We use the dataset YearPredictionMSDt (testing dataset) for \(\mathbf {A}\) and \(\mathbf {b}\). YearPredictionMSDt has matrix \(\mathbf {A}\) is a \(51630 \times 90\) dense matrix, and so we have \(n=90\) and \(m=51630\). The parameter \(\omega \) is chosen to be \(10^{-6}\). We chose \(\tilde{L}_0 = 1\) for all three stepsize strategies. For backtracking stepsize strategy, we chose \(\eta = 1.5\).

We compare our proposed probabilitic bound and the deterministic upper bound \(\bar{L}\) using \(\Vert \mathbf {A} \Vert ^2 \le \text {trace}(\mathbf {A}^T \mathbf {A})\). We estimate \(\mu _{\max } = 9.603 \times 10^6\) and \(R = 4.644 \times 10^9\) using Eqs. (26) and (27), respectively.
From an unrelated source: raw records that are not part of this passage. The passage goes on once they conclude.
fn place_rooms(config: &Config, rng: &mut ChaCha8Rng) -> Layout {
    let (first_width, first_height) = config.first_room_size();
    let mut rooms = vec![TileRect::new(0, 0, first_width, first_height)];
    let mut links = Vec::new();
    let mut frontier = vec![0_usize];

    let budget = config.target_rooms() * ATTEMPTS_PER_ROOM;
    let mut attempts = 0;
    while rooms.len() < config.target_rooms() && attempts < budget && !frontier.is_empty() {
        attempts += 1;
        let Some(&base_index) = frontier.choose(rng) else {
            break;
        };
        let base = rooms[base_index];

        let mut sides = Direction::ALL;
        sides.shuffle(rng);
        for side in sides {
            let width = rng.gen_range(config.min_size()..=config.max_size());
            let height = rng.gen_range(config.min_size()..=config.max_size());
            let candidate = place_adjacent(&base, side, width, height);
            if rooms
                .iter()
                .any(|room| padded_overlap(&candidate, room))
            {
                continue;
            }

            let added = rooms.len();
            rooms.push(candidate);
            frontier.push(added);
            links.push(Link {
                base: base_index,
                added,
                side,
            });
            break;
        }

        if rng.gen_bool(FRONTIER_RETIRE_PROBABILITY) {
            frontier.retain(|index| *index != base_index);
        }
    }

    if rooms.len() < config.target_rooms() {
        warn!(
            "room placement stopped after {attempts} attempts with {} of {} rooms",
            rooms.len(),
            config.target_rooms()
        );
    }

    Layout { rooms, links }
}

fn place_adjacent(base: &TileRect, side: Direction, width: i32, height: i32) -> TileRect {
    let centred_column = base.column() + base.width() / 2 - width / 2;
    let centred_row = base.row() + base.height() / 2 - height / 2;
    match side {
        Direction::North => {
            TileRect::new(centred_column, base.row() - height - ROOM_GAP, width, height)
        }
        Direction::South => TileRect::new(centred_column, base.bottom() + ROOM_GAP, width, height),
        Direction::West => TileRect::new(base.column() - width - ROOM_GAP, centred_row, width, height),
        Direction::East => TileRect::new(base.right() + ROOM_GAP, centred_row, width, height),
    }
}

fn padded_overlap(a: &TileRect, b: &TileRect) -> bool {
    a.padded(OVERHANG_MARGIN)
        .overlaps(&b.padded(OVERHANG_MARGIN))
}

fn normalise(rooms: &[TileRect]) -> (Vec<TileRect>, u32, u32) {
    let min_column = rooms.iter().map(TileRect::column).min().unwrap_or(0);
    let min_row = rooms.iter().map(TileRect::row).min().unwrap_or(0);
    let shifted: Vec<TileRect> = rooms
        .iter()
        .map(|room| room.translated(-min_column, -min_row))
        .collect();
    let width = shifted.iter().map(TileRect::right).max().unwrap_or(0);
    let height = shifted.iter().map(TileRect::bottom).max().unwrap_or(0);
    (shifted, width.max(0) as u32, height.max(0) as u32)
}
We thus obtain our probabilistic bound \(\mathcal {U}(0.1) = 1.982 \times 10^7\), which is less than the deterministic upper bound \(\bar{L} = 2.495 \times 10^7\).

Table 2 shows the performance of three stepsize strategies, and the structure is same as Table 1. Unlike Gisette, adaptive strategies failed to provide small \(\tilde{L}\) compared to L. Also, since n is very small, the cost of function evaluation is very cheap compared to Gisette. Therefore, both adaptive strategies do not outperform the backtracking strategy in this example. However, one can see that both adaptive strategies yielded to reduction in terms of the number of function evaluations. Therefore, one could expect they outperform backtracking strategy for larger/difficult instances.

Table 2 YearPredictionMSDt

Conclusions and perspectives

The analytical results in this paper show the relationship between the Lipschitz constant and the training set of an ERM problem. These results provide insightful information about the complexity of ERM problems, as well as opening up opportunities for new stepsize strategies for optimization problems.

One interesting extension could be to apply the same approach to different machine learning models, such as neural networks, deep learning, etc.